Task prompt:
Repeat exactly, and only, the lines below starting at the line that contains "let a = extractor().extract(&samples, 16_000).unwrap();" and ending at the line that contains "features.num_frames() as f64;", inclusive of both.

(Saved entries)
------------

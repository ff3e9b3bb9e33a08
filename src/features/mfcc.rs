use std::f64::consts::PI;

use rustfft::{num_complex::Complex, FftPlanner};

use crate::config::MfccConfig;
use crate::error::AlignError;
use crate::features::filterbank::MelFilterbank;
use crate::features::FeatureMatrix;

/// Floor applied before taking logs, so silence does not produce -inf.
const LOG_FLOOR: f64 = 1e-10;

/// Optional post-processing of the extracted coefficients. Both waves of
/// an alignment go through the same extractor, so the convention always
/// matches between the real and the synthesized feature matrices.
#[derive(Debug, Clone, Copy, PartialEq, Eq, serde::Deserialize)]
#[serde(rename_all = "lowercase")]
pub enum MfccNormalization {
    None,
    /// Subtract the per-coefficient mean over all frames (cepstral mean
    /// subtraction). The energy row is left untouched.
    MeanSubtract,
    /// Scale each frame's coefficient vector to unit L2 norm, energy row
    /// excluded.
    L2,
}

/// Mel-frequency cepstral coefficient extractor.
///
/// Pipeline per frame: pre-emphasis, Hamming window, power spectrum via
/// real FFT at `fft_order`, triangular mel filterbank, natural log,
/// DCT-II. Coefficient 0 is replaced by the frame's total log energy.
/// Output is deterministic for identical input and configuration.
pub struct MfccExtractor {
    config: MfccConfig,
}

impl MfccExtractor {
    pub fn new(config: MfccConfig) -> Result<Self, AlignError> {
        config.validate()?;
        Ok(Self { config })
    }

    pub fn config(&self) -> &MfccConfig {
        &self.config
    }

    pub fn extract(&self, samples: &[f64], sample_rate: u32) -> Result<FeatureMatrix, AlignError> {
        if samples.is_empty() {
            return Err(AlignError::invalid_audio("sample buffer is empty"));
        }
        if sample_rate == 0 {
            return Err(AlignError::invalid_audio("sample rate must be positive"));
        }

        let cfg = &self.config;
        let window_len = ((cfg.window_length * sample_rate as f64).round() as usize).max(1);
        let window_shift = ((cfg.window_shift * sample_rate as f64).round() as usize).max(1);

        let emphasized = pre_emphasize(samples, cfg.emphasis_factor);

        // A signal shorter than one window still produces exactly one
        // (zero-padded) frame; trailing partial frames are zero-padded too.
        let num_frames = if emphasized.len() <= window_len {
            1
        } else {
            1 + (emphasized.len() - window_len).div_ceil(window_shift)
        };

        let hamming = hamming_window(window_len);
        let filterbank = MelFilterbank::new(
            cfg.num_filters,
            cfg.fft_order,
            sample_rate,
            cfg.lower_frequency,
            cfg.upper_frequency,
        );

        let mut planner = FftPlanner::new();
        let fft = planner.plan_fft_forward(cfg.fft_order);
        let num_bins = cfg.fft_order / 2 + 1;

        let mut buffer = vec![Complex::new(0.0, 0.0); cfg.fft_order];
        let mut power = vec![0.0f64; num_bins];
        let mut mel_energies = vec![0.0f64; cfg.num_filters];
        let mut coefficients = vec![0.0f64; cfg.num_coefficients];

        let mut features = FeatureMatrix::with_capacity(cfg.num_coefficients, num_frames);
        for frame_index in 0..num_frames {
            let start = frame_index * window_shift;
            let end = (start + window_len).min(emphasized.len());
            let frame = &emphasized[start..end];

            let log_energy = frame
                .iter()
                .map(|&x| x * x)
                .sum::<f64>()
                .max(LOG_FLOOR)
                .ln();

            // Window, truncate to the FFT order, zero-pad the rest.
            buffer.fill(Complex::new(0.0, 0.0));
            for (slot, (&x, &w)) in buffer
                .iter_mut()
                .zip(frame.iter().zip(hamming.iter()))
                .take(cfg.fft_order)
            {
                *slot = Complex::new(x * w, 0.0);
            }
            fft.process(&mut buffer);
            for (bin, p) in power.iter_mut().enumerate() {
                *p = buffer[bin].norm_sqr();
            }

            filterbank.apply(&power, &mut mel_energies);
            for e in mel_energies.iter_mut() {
                *e = e.max(LOG_FLOOR).ln();
            }

            dct_ii(&mel_energies, &mut coefficients);
            coefficients[0] = log_energy;
            features.push_frame(&coefficients);
        }

        normalize(&mut features, cfg.normalization);
        Ok(features)
    }
}

fn normalize(features: &mut FeatureMatrix, mode: MfccNormalization) {
    let num_frames = features.num_frames();
    let num_coefficients = features.num_coefficients();
    match mode {
        MfccNormalization::None => {}
        MfccNormalization::MeanSubtract => {
            let mut means = vec![0.0f64; num_coefficients];
            for frame in features.frames() {
                for (k, &v) in frame.iter().enumerate() {
                    means[k] += v;
                }
            }
            for mean in &mut means {
                *mean /= num_frames as f64;
            }
            for i in 0..num_frames {
                let frame = features.frame_mut(i);
                for k in 1..num_coefficients {
                    frame[k] -= means[k];
                }
            }
        }
        MfccNormalization::L2 => {
            for i in 0..num_frames {
                let frame = features.frame_mut(i);
                let norm = frame[1..]
                    .iter()
                    .map(|x| x * x)
                    .sum::<f64>()
                    .sqrt()
                    .max(1e-12);
                for v in &mut frame[1..] {
                    *v /= norm;
                }
            }
        }
    }
}

fn pre_emphasize(samples: &[f64], factor: f64) -> Vec<f64> {
    let mut out = Vec::with_capacity(samples.len());
    let mut prev = 0.0;
    for &x in samples {
        out.push(x - factor * prev);
        prev = x;
    }
    out
}

fn hamming_window(len: usize) -> Vec<f64> {
    if len == 1 {
        return vec![1.0];
    }
    (0..len)
        .map(|n| 0.54 - 0.46 * (2.0 * PI * n as f64 / (len - 1) as f64).cos())
        .collect()
}

/// DCT-II with orthonormal scaling, keeping `out.len()` coefficients.
fn dct_ii(input: &[f64], out: &mut [f64]) {
    let n = input.len() as f64;
    for (k, coeff) in out.iter_mut().enumerate() {
        let sum: f64 = input
            .iter()
            .enumerate()
            .map(|(i, &x)| x * (PI * k as f64 * (2.0 * i as f64 + 1.0) / (2.0 * n)).cos())
            .sum();
        let scale = if k == 0 { (1.0 / n).sqrt() } else { (2.0 / n).sqrt() };
        *coeff = sum * scale;
    }
}

#[cfg(test)]
mod tests {
    use super::*;

    fn make_sine(seconds: f64, freq: f64, sample_rate: u32) -> Vec<f64> {
        let len = (seconds * sample_rate as f64) as usize;
        (0..len)
            .map(|i| (2.0 * PI * freq * i as f64 / sample_rate as f64).sin())
            .collect()
    }

    fn extractor() -> MfccExtractor {
        MfccExtractor::new(MfccConfig::default()).expect("default config")
    }

    #[test]
    fn rejects_empty_samples() {
        let err = extractor().extract(&[], 16_000).unwrap_err();
        assert!(matches!(err, AlignError::InvalidAudio { .. }));
    }

    #[test]
    fn rejects_zero_sample_rate() {
        let err = extractor().extract(&[0.0; 160], 0).unwrap_err();
        assert!(matches!(err, AlignError::InvalidAudio { .. }));
    }

    #[test]
    fn invalid_config_rejected_at_construction() {
        let config = MfccConfig {
            window_shift: 0.0,
            ..MfccConfig::default()
        };
        assert!(matches!(
            MfccExtractor::new(config),
            Err(AlignError::Configuration { .. })
        ));
    }

    #[test]
    fn signal_shorter_than_window_yields_one_frame() {
        // 10 ms of audio against a 100 ms window
        let samples = make_sine(0.010, 440.0, 16_000);
        let features = extractor().extract(&samples, 16_000).unwrap();
        assert_eq!(features.num_frames(), 1);
        assert_eq!(features.num_coefficients(), 13);
    }

    #[test]
    fn frame_count_matches_window_and_shift() {
        // 1 s at the default 100 ms / 40 ms framing:
        // 1 + ceil((16000 - 1600) / 640) = 1 + 23
        let samples = make_sine(1.0, 440.0, 16_000);
        let features = extractor().extract(&samples, 16_000).unwrap();
        assert_eq!(features.num_frames(), 24);
    }

    #[test]
    fn extraction_is_deterministic() {
        let samples = make_sine(0.5, 440.0, 16_000);
        let a = extractor().extract(&samples, 16_000).unwrap();
        let b = extractor().extract(&samples, 16_000).unwrap();
        assert_eq!(a, b);
    }

    #[test]
    fn mean_subtraction_centers_coefficients() {
        let samples = make_sine(1.0, 440.0, 16_000);
        let config = MfccConfig {
            normalization: MfccNormalization::MeanSubtract,
            ..MfccConfig::default()
        };
        let features = MfccExtractor::new(config).unwrap().extract(&samples, 16_000).unwrap();
        for k in 1..features.num_coefficients() {
            let mean: f64 = features.frames().map(|f| f[k]).sum::<f64>()
                / features.num_frames() as f64;
            assert!(mean.abs() < 1e-9, "coefficient {k} not centered: {mean}");
        }
    }

    #[test]
    fn l2_normalization_gives_unit_columns() {
        let samples = make_sine(1.0, 440.0, 16_000);
        let config = MfccConfig {
            normalization: MfccNormalization::L2,
            ..MfccConfig::default()
        };
        let features = MfccExtractor::new(config).unwrap().extract(&samples, 16_000).unwrap();
        for frame in features.frames() {
            let norm: f64 = frame[1..].iter().map(|x| x * x).sum::<f64>().sqrt();
            assert!((norm - 1.0).abs() < 1e-9);
        }
    }

    #[test]
    fn louder_frames_have_higher_energy() {
        let mut samples = make_sine(1.0, 440.0, 16_000);
        let half = samples.len() / 2;
        for x in samples.iter_mut().take(half) {
            *x *= 0.01;
        }
        let features = extractor().extract(&samples, 16_000).unwrap();
        let n = features.num_frames();
        assert!(features.energy(2) < features.energy(n - 4));
    }
}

------------

Final answer:
        let a = extractor().extract(&samples, 16_000).unwrap();
        let b = extractor().extract(&samples, 16_000).unwrap();
        assert_eq!(a, b);
    }

    #[test]
    fn mean_subtraction_centers_coefficients() {
        let samples = make_sine(1.0, 440.0, 16_000);
        let config = MfccConfig {
            normalization: MfccNormalization::MeanSubtract,
            ..MfccConfig::default()
        };
        let features = MfccExtractor::new(config).unwrap().extract(&samples, 16_000).unwrap();
        for k in 1..features.num_coefficients() {
            let mean: f64 = features.frames().map(|f| f[k]).sum::<f64>()
                / features.num_frames() as f64;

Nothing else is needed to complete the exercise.